Blogged with the Flock Browser
Wednesday, June 03, 2009
The news of Radio and Records, or R&R as it has come to be known, was not surprising but not expected either. Radio and Records opened it's doors in 1973. It became an industry beacon over the years and each issue was anticipated with great interest and excitement. I've read some managers had to lock the current issue up until they had read it before lending it out to other staff. However, the proliferation of radio industry websites in recent years has made it more competitive to get news and information out. Consolidation of the radio industry also has removed much of the healthy competition not only for listener market share, but also for the businesses that served the radio industry. Broadcast equipment companies, jingle production companies, etc have fewer customers to sell to. Yes, the number of radio stations to service are still there, but the number of (potential) clients has dropped. This affects the revenue to the related industries. As revenue drops, many companies suffering cut their ad budgets. This really is the last thing a company should cut, and radio sales executives face that challenge everyday. When these budgets are cut, the industry trade publications that offer you great resources of information also lose revenue.
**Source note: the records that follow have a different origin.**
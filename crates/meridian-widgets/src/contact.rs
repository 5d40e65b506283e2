//! Contact form submission flow.
//!
//! The form posts through an email relay and mirrors the visitor's details
//! into the chat widget. Both services are optional: a page without a relay
//! still acknowledges the visitor and hands the conversation to chat. A failed
//! send shows an inline error and re-enables the form; it is never retried.

use serde::Serialize;

/// Fields collected by `#contact-form`.
#[derive(Debug, Clone, Default, PartialEq, Eq, Serialize)]
pub struct ContactForm {
    pub name: String,
    pub email: String,
    pub phone: String,
    pub dealership: String,
    pub message: String,
}

impl ContactForm {
    pub fn reset(&mut self) {
        *self = Self::default();
    }
}

/// Email relay routing: which service and template deliver the message.
#[derive(Debug, Clone, PartialEq, Eq)]
pub struct EmailTemplate {
    pub service_id: String,
    pub template_id: String,
}

impl EmailTemplate {
    pub fn new(service_id: impl Into<String>, template_id: impl Into<String>) -> Self {
        Self {
            service_id: service_id.into(),
            template_id: template_id.into(),
        }
    }
}

/// Relay acknowledgement.
#[derive(Debug, Clone, PartialEq, Eq)]
pub struct Ack {
    pub status: u16,
    pub text: String,
}

/// Errors reported by an email relay.
#[derive(Debug, Clone, PartialEq, Eq, thiserror::Error)]
pub enum SendError {
    #[error("Email relay rejected the message: {status} {text}")]
    Rejected { status: u16, text: String },

    #[error("Email relay unreachable: {0}")]
    Transport(String),
}

/// Sends a filled-in form through an email relay.
pub trait EmailSender {
    fn send(&self, template: &EmailTemplate, form: &ContactForm) -> Result<Ack, SendError>;
}

/// A command for the chat widget's command queue.
#[derive(Debug, Clone, PartialEq, Eq)]
pub enum ChatCommand {
    SetEmail(String),
    SetPhone(String),
    SetNickname(String),
    SetSessionData(Vec<(String, String)>),
    Open,
}

impl ChatCommand {
    /// Commands that attach the form's details to the chat session.
    pub fn identify(form: &ContactForm) -> Vec<ChatCommand> {
        vec![
            Self::SetEmail(form.email.clone()),
            Self::SetPhone(form.phone.clone()),
            Self::SetNickname(form.name.clone()),
            Self::SetSessionData(vec![
                ("dealership".to_string(), form.dealership.clone()),
                ("message".to_string(), form.message.clone()),
            ]),
        ]
    }
}

/// The chat widget's command queue.
pub trait ChatWidget {
    fn push(&self, command: ChatCommand);
}

/// Tone of the inline form message.
#[derive(Debug, Clone, Copy, PartialEq, Eq)]
pub enum Tone {
    Success,
    Error,
}

/// Inline message shown in `#form-message`.
#[derive(Debug, Clone, PartialEq, Eq)]
pub struct FormFeedback {
    pub tone: Tone,
    pub text: &'static str,
}

impl FormFeedback {
    pub const SENT: Self = Self {
        tone: Tone::Success,
        text: "Thank you! Your message has been sent successfully.",
    };

    pub const RECEIVED: Self = Self {
        tone: Tone::Success,
        text: "Thank you! Your message has been received. Our team will reach out shortly.",
    };

    pub const FAILED: Self = Self {
        tone: Tone::Error,
        text: "Sorry, there was an error sending your message. Please try again.",
    };

    /// `(background, text colour, border)` for the message box.
    pub fn palette(&self) -> (&'static str, &'static str, &'static str) {
        match self.tone {
            Tone::Success => ("#d4edda", "#155724", "1px solid #c3e6cb"),
            Tone::Error => ("#f8d7da", "#721c24", "1px solid #f5c6cb"),
        }
    }
}

/// The form's on-page elements.
pub trait FormView {
    fn set_submit(&mut self, enabled: bool, label: &str);
    fn hide_message(&mut self);
    fn show_message(&mut self, feedback: &FormFeedback);
}

/// Drives one submission of the contact form.
pub struct ContactController {
    template: EmailTemplate,
    sender: Option<Box<dyn EmailSender>>,
    chat: Option<Box<dyn ChatWidget>>,
}

impl ContactController {
    pub fn new(template: EmailTemplate) -> Self {
        Self {
            template,
            sender: None,
            chat: None,
        }
    }

    pub fn with_sender(mut self, sender: impl EmailSender + 'static) -> Self {
        self.sender = Some(Box::new(sender));
        self
    }

    pub fn with_chat(mut self, chat: impl ChatWidget + 'static) -> Self {
        self.chat = Some(Box::new(chat));
        self
    }

    /// Submit `form`, updating `view` as the browser handler would.
    ///
    /// The form is cleared on success and kept on failure so the visitor can
    /// try again.
    pub fn submit(&self, form: &mut ContactForm, view: &mut dyn FormView) -> FormFeedback {
        if let Some(chat) = &self.chat {
            for command in ChatCommand::identify(form) {
                chat.push(command);
            }
        }

        view.set_submit(false, "Sending...");
        view.hide_message();

        let feedback = match &self.sender {
            Some(sender) => match sender.send(&self.template, form) {
                Ok(_) => FormFeedback::SENT,
                Err(e) => {
                    tracing::error!("Email relay error: {}", e);
                    FormFeedback::FAILED
                }
            },
            None => FormFeedback::RECEIVED,
        };

        view.show_message(&feedback);
        if feedback.tone == Tone::Success {
            form.reset();
        }
        view.set_submit(true, "Submit");

        if let Some(chat) = &self.chat {
            chat.push(ChatCommand::Open);
        }

        feedback
    }
}

#[cfg(test)]
mod tests {
    use super::*;
    use pretty_assertions::assert_eq;
    use std::cell::RefCell;
    use std::rc::Rc;

    struct StubSender(Result<Ack, SendError>);

    impl EmailSender for StubSender {
        fn send(&self, _: &EmailTemplate, _: &ContactForm) -> Result<Ack, SendError> {
            self.0.clone()
        }
    }

    #[derive(Clone, Default)]
    struct RecordingChat(Rc<RefCell<Vec<ChatCommand>>>);

    impl ChatWidget for RecordingChat {
        fn push(&self, command: ChatCommand) {
            self.0.borrow_mut().push(command);
        }
    }

    #[derive(Default)]
    struct RecordingView(Vec<String>);

    impl FormView for RecordingView {
        fn set_submit(&mut self, enabled: bool, label: &str) {
            self.0.push(format!("submit:{enabled}:{label}"));
        }
        fn hide_message(&mut self) {
            self.0.push("hide".to_string());
        }
        fn show_message(&mut self, feedback: &FormFeedback) {
            self.0.push(format!("show:{}", feedback.text));
        }
    }

    fn filled() -> ContactForm {
        ContactForm {
            name: "Ada".to_string(),
            email: "ada@example.com".to_string(),
            phone: "555".to_string(),
            dealership: "North Motors".to_string(),
            message: "Hi".to_string(),
        }
    }

    fn template() -> EmailTemplate {
        EmailTemplate::new("service", "template")
    }

    #[test]
    fn successful_send_resets_form() {
        let controller = ContactController::new(template()).with_sender(StubSender(Ok(Ack {
            status: 200,
            text: "OK".to_string(),
        })));
        let mut form = filled();
        let mut view = RecordingView::default();

        let feedback = controller.submit(&mut form, &mut view);

        assert_eq!(feedback, FormFeedback::SENT);
        assert_eq!(form, ContactForm::default());
        assert_eq!(
            view.0,
            vec![
                "submit:false:Sending...".to_string(),
                "hide".to_string(),
                format!("show:{}", FormFeedback::SENT.text),
                "submit:true:Submit".to_string(),
            ]
        );
    }

    #[test]
    fn failed_send_keeps_form_and_reenables_submit() {
        let controller = ContactController::new(template())
            .with_sender(StubSender(Err(SendError::Transport("offline".to_string()))));
        let mut form = filled();
        let mut view = RecordingView::default();

        let feedback = controller.submit(&mut form, &mut view);

        assert_eq!(feedback, FormFeedback::FAILED);
        assert_eq!(feedback.palette().0, "#f8d7da");
        assert_eq!(form, filled());
        assert_eq!(view.0.last().map(String::as_str), Some("submit:true:Submit"));
    }

    #[test]
    fn without_relay_hands_off_to_chat() {
        let chat = RecordingChat::default();
        let controller = ContactController::new(template()).with_chat(chat.clone());
        let mut form = filled();

        let feedback = controller.submit(&mut form, &mut RecordingView::default());

        assert_eq!(feedback, FormFeedback::RECEIVED);
        let commands = chat.0.borrow();
        assert_eq!(commands[0], ChatCommand::SetEmail("ada@example.com".to_string()));
        assert_eq!(commands[2], ChatCommand::SetNickname("Ada".to_string()));
        assert_eq!(commands.last(), Some(&ChatCommand::Open));
        assert_eq!(commands.len(), 5);
    }
}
And so decisions need to be made. The economy hasn't helped either. With a bittersweet sentiment, the internet has made it more and more difficult for print publications to survive. But Radio and Records is indicative of how the radio industry is slow to adapt to change, and slow to embrace a progressive business model that caters to an internet/digital media audience. If the radio industry continues to be ignorant of this it will suffer the same fate as radio's customers (the advertisers) are becoming part of the internet/digital media audience (the listeners).